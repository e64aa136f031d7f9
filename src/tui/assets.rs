//! # Artwork Table
//!
//! Terminal stand-ins for the bundled item photos. Each entry pairs a
//! small card thumbnail with a larger drawing for the detail screen,
//! plus an accent color.
//!
//! Catalog items point here through their `ImageRef`; a ref that no
//! entry answers to resolves to `None` and the image slot stays empty.

use ratatui::style::Color;

use crate::core::catalog::ImageRef;

/// Thumbnail dimensions, as drawn on the item cards.
pub const THUMB_COLS: u16 = 7;
pub const THUMB_ROWS: usize = 3;

pub struct Artwork {
    pub name: &'static str,
    pub accent: Color,
    /// Card thumbnail: exactly `THUMB_ROWS` lines of `THUMB_COLS` cells.
    pub thumb: [&'static str; THUMB_ROWS],
    /// Full drawing for the detail screen.
    pub full: &'static [&'static str],
}

/// Resolve an [`ImageRef`] against the gallery.
pub fn resolve(image: ImageRef) -> Option<&'static Artwork> {
    GALLERY.iter().find(|art| art.name == image.name())
}

static GALLERY: [Artwork; 5] = [
    Artwork {
        name: "tumbler",
        accent: Color::Green,
        thumb: [
            " .---. ",
            " |   | ",
            " '---' ",
        ],
        full: &[
            "   .---.   ",
            "  _|___|_  ",
            " |       | ",
            " |       | ",
            " |       | ",
            " |       | ",
            " '-------' ",
        ],
    },
    Artwork {
        name: "kacamata",
        accent: Color::Cyan,
        thumb: [
            "  _ _  ",
            " (o|o) ",
            "       ",
        ],
        full: &[
            "  ____    ____  ",
            " /    \\__/    \\ ",
            "|  ()  ||  ()  |",
            " \\____/  \\____/ ",
        ],
    },
    Artwork {
        name: "jam",
        accent: Color::Yellow,
        thumb: [
            " .---. ",
            " |o..| ",
            " '---' ",
        ],
        full: &[
            "    ____    ",
            "   |____|   ",
            "  .-'``'-.  ",
            " /   12   \\ ",
            "|  9  o  3 |",
            " \\    6   / ",
            "  '-....-'  ",
            "   |____|   ",
        ],
    },
    Artwork {
        name: "sepatu",
        accent: Color::Magenta,
        thumb: [
            "  ___  ",
            " /o_o\\ ",
            " '---' ",
        ],
        full: &[
            "        ____    ",
            "    ___/    \\   ",
            "   /         \\__",
            "  |   o  o      \\",
            "  |______________|",
            "  '--------------'",
        ],
    },
    Artwork {
        name: "tas",
        accent: Color::White,
        thumb: [
            "  .--. ",
            "  |##| ",
            "  '--' ",
        ],
        full: &[
            "    .--.    ",
            "   /    \\   ",
            "  |------|  ",
            "  | #### |  ",
            "  | #### |  ",
            "  | #### |  ",
            "  |______|  ",
        ],
    },
];

#[cfg(test)]
mod tests {
    use super::*;
    use crate::core::catalog::sample_catalog;

    #[test]
    fn every_startup_item_has_artwork() {
        for item in sample_catalog().items() {
            assert!(
                resolve(item.image).is_some(),
                "no artwork for {:?}",
                item.image.name()
            );
        }
    }

    #[test]
    fn unknown_refs_resolve_to_none() {
        assert!(resolve(ImageRef::new("krs")).is_none());
    }

    #[test]
    fn thumbs_are_exactly_thumb_sized() {
        for art in &GALLERY {
            for line in &art.thumb {
                assert_eq!(line.len(), THUMB_COLS as usize, "thumb line in {}", art.name);
            }
        }
    }

    #[test]
    fn full_drawings_are_nonempty() {
        for art in &GALLERY {
            assert!(!art.full.is_empty(), "empty drawing for {}", art.name);
        }
    }
}
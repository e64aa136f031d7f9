//! # Actions
//!
//! Everything that can happen in Halaman becomes an `Action`.
//! User presses Enter on a card? That's `Action::OpenDetail(id)`.
//! User presses Esc on the detail screen? That's `Action::GoBack`.
//!
//! The `update()` function takes the current state and an action,
//! mutates the state, and returns an `Effect` for the caller to run.
//! No side effects here. I/O happens elsewhere.
//!
//! ```text
//! State + Action  →  update()  →  New State + Effect
//! ```
//!
//! This makes everything testable: feed actions, assert on state.
//! And debuggable: log every action, replay the exact session.

use log::warn;

use crate::core::catalog::ItemId;
use crate::core::nav::Tab;
use crate::core::state::App;

/// Everything the UI can ask the core to do.
#[derive(Debug, Clone, Copy, PartialEq, Eq)]
pub enum Action {
    /// Open the detail screen for one item. Applied even when the id
    /// does not resolve in the catalog; the detail screen then shows an
    /// empty body instead of failing.
    OpenDetail(ItemId),
    /// Leave the detail screen. A no-op when home is already showing.
    GoBack,
    /// Highlight a bottom tab. Only the home tab leads anywhere.
    SwitchTab(Tab),
    Quit,
}

/// What the event loop should do after an update.
#[derive(Debug, Clone, Copy, PartialEq, Eq)]
pub enum Effect {
    None,
    Quit,
}

/// The reducer: apply `action` to `state`, hand back an [`Effect`].
pub fn update(state: &mut App, action: Action) -> Effect {
    match action {
        Action::OpenDetail(id) => {
            match state.catalog.get(id) {
                Some(item) => {
                    state.status_message = format!("Detail: {}", item.name);
                }
                None => {
                    // Navigation still happens; the detail body renders empty.
                    warn!("OpenDetail for id {} not present in catalog", id.raw());
                    state.status_message = String::from("Barang tidak ditemukan");
                }
            }
            state.nav.to_detail(id);
            Effect::None
        }
        Action::GoBack => {
            state.nav.back();
            Effect::None
        }
        Action::SwitchTab(tab) => {
            state.nav.select_tab(tab);
            if !tab.is_implemented() {
                state.status_message = format!("{} belum tersedia", tab.label());
            }
            Effect::None
        }
        Action::Quit => Effect::Quit,
    }
}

▶ _ABOUT THIS EXERCISE_
From the first line to the last, return the data exactly as written.

▶ _FINAL ANSWER_
repository e64aa136f031d7f9
filename src/tui/assets.rs
//! # Artwork Table
//!
//! Terminal stand-ins for the bundled item photos. Each entry pairs a
//! small card thumbnail with a larger drawing for the detail screen,
//! plus an accent color.
//!
//! Catalog items point here through their `ImageRef`; a ref that no
//! entry answers to resolves to `None` and the image slot stays empty.

use ratatui::style::Color;

use crate::core::catalog::ImageRef;

/// Thumbnail dimensions, as drawn on the item cards.
pub const THUMB_COLS: u16 = 7;
pub const THUMB_ROWS: usize = 3;

pub struct Artwork {
    pub name: &'static str,
    pub accent: Color,
    /// Card thumbnail: exactly `THUMB_ROWS` lines of `THUMB_COLS` cells.
    pub thumb: [&'static str; THUMB_ROWS],
    /// Full drawing for the detail screen.
    pub full: &'static [&'static str],
}

/// Resolve an [`ImageRef`] against the gallery.
pub fn resolve(image: ImageRef) -> Option<&'static Artwork> {
    GALLERY.iter().find(|art| art.name == image.name())
}

static GALLERY: [Artwork; 5] = [
    Artwork {
        name: "tumbler",
        accent: Color::Green,
        thumb: [
            " .---. ",
            " |   | ",
            " '---' ",
        ],
        full: &[
            "   .---.   ",
            "  _|___|_  ",
            " |       | ",
            " |       | ",
            " |       | ",
            " |       | ",
            " '-------' ",
        ],
    },
    Artwork {
        name: "kacamata",
        accent: Color::Cyan,
        thumb: [
            "  _ _  ",
            " (o|o) ",
            "       ",
        ],
        full: &[
            "  ____    ____  ",
            " /    \\__/    \\ ",
            "|  ()  ||  ()  |",
            " \\____/  \\____/ ",
        ],
    },
    Artwork {
        name: "jam",
        accent: Color::Yellow,
        thumb: [
            " .---. ",
            " |o..| ",
            " '---' ",
        ],
        full: &[
            "    ____    ",
            "   |____|   ",
            "  .-'``'-.  ",
            " /   12   \\ ",
            "|  9  o  3 |",
            " \\    6   / ",
            "  '-....-'  ",
            "   |____|   ",
        ],
    },
    Artwork {
        name: "sepatu",
        accent: Color::Magenta,
        thumb: [
            "  ___  ",
            " /o_o\\ ",
            " '---' ",
        ],
        full: &[
            "        ____    ",
            "    ___/    \\   ",
            "   /         \\__",
            "  |   o  o      \\",
            "  |______________|",
            "  '--------------'",
        ],
    },
    Artwork {
        name: "tas",
        accent: Color::White,
        thumb: [
            "  .--. ",
            "  |##| ",
            "  '--' ",
        ],
        full: &[
            "    .--.    ",
            "   /    \\   ",
            "  |------|  ",
            "  | #### |  ",
            "  | #### |  ",
            "  | #### |  ",
            "  |______|  ",
        ],
    },
];

#[cfg(test)]
mod tests {
    use super::*;
    use crate::core::catalog::sample_catalog;

    #[test]
    fn every_startup_item_has_artwork() {
        for item in sample_catalog().items() {
            assert!(
                resolve(item.image).is_some(),
                "no artwork for {:?}",
                item.image.name()
            );
        }
    }

    #[test]
    fn unknown_refs_resolve_to_none() {
        assert!(resolve(ImageRef::new("krs")).is_none());
    }

    #[test]
    fn thumbs_are_exactly_thumb_sized() {
        for art in &GALLERY {
            for line in &art.thumb {
                assert_eq!(line.len(), THUMB_COLS as usize, "thumb line in {}", art.name);
            }
        }
    }

    #[test]
    fn full_drawings_are_nonempty() {
        for art in &GALLERY {
            assert!(!art.full.is_empty(), "empty drawing for {}", art.name);
        }
    }
}
repository e64aa136f031d7f9
//! # Actions
//!
//! Everything that can happen in Halaman becomes an `Action`.
//! User presses Enter on a card? That's `Action::OpenDetail(id)`.
//! User presses Esc on the detail screen? That's `Action::GoBack`.
//!
//! The `update()` function takes the current state and an action,
//! mutates the state, and returns an `Effect` for the caller to run.
//! No side effects here. I/O happens elsewhere.
//!
//! ```text
//! State + Action  →  update()  →  New State + Effect
//! ```
//!
//! This makes everything testable: feed actions, assert on state.
//! And debuggable: log every action, replay the exact session.

use log::warn;

use crate::core::catalog::ItemId;
use crate::core::nav::Tab;
use crate::core::state::App;

/// Everything the UI can ask the core to do.
#[derive(Debug, Clone, Copy, PartialEq, Eq)]
pub enum Action {
    /// Open the detail screen for one item. Applied even when the id
    /// does not resolve in the catalog; the detail screen then shows an
    /// empty body instead of failing.
    OpenDetail(ItemId),
    /// Leave the detail screen. A no-op when home is already showing.
    GoBack,
    /// Highlight a bottom tab. Only the home tab leads anywhere.
    SwitchTab(Tab),
    Quit,
}

/// What the event loop should do after an update.
#[derive(Debug, Clone, Copy, PartialEq, Eq)]
pub enum Effect {
    None,
    Quit,
}

/// The reducer: apply `action` to `state`, hand back an [`Effect`].
pub fn update(state: &mut App, action: Action) -> Effect {
    match action {
        Action::OpenDetail(id) => {
            match state.catalog.get(id) {
                Some(item) => {
                    state.status_message = format!("Detail: {}", item.name);
                }
                None => {
                    // Navigation still happens; the detail body renders empty.
                    warn!("OpenDetail for id {} not present in catalog", id.raw());
                    state.status_message = String::from("Barang tidak ditemukan");
                }
            }
            state.nav.to_detail(id);
            Effect::None
        }
        Action::GoBack => {
            state.nav.back();
            Effect::None
        }
        Action::SwitchTab(tab) => {
            state.nav.select_tab(tab);
            if !tab.is_implemented() {
                state.status_message = format!("{} belum tersedia", tab.label());
            }
            Effect::None
        }
        Action::Quit => Effect::Quit,
    }
}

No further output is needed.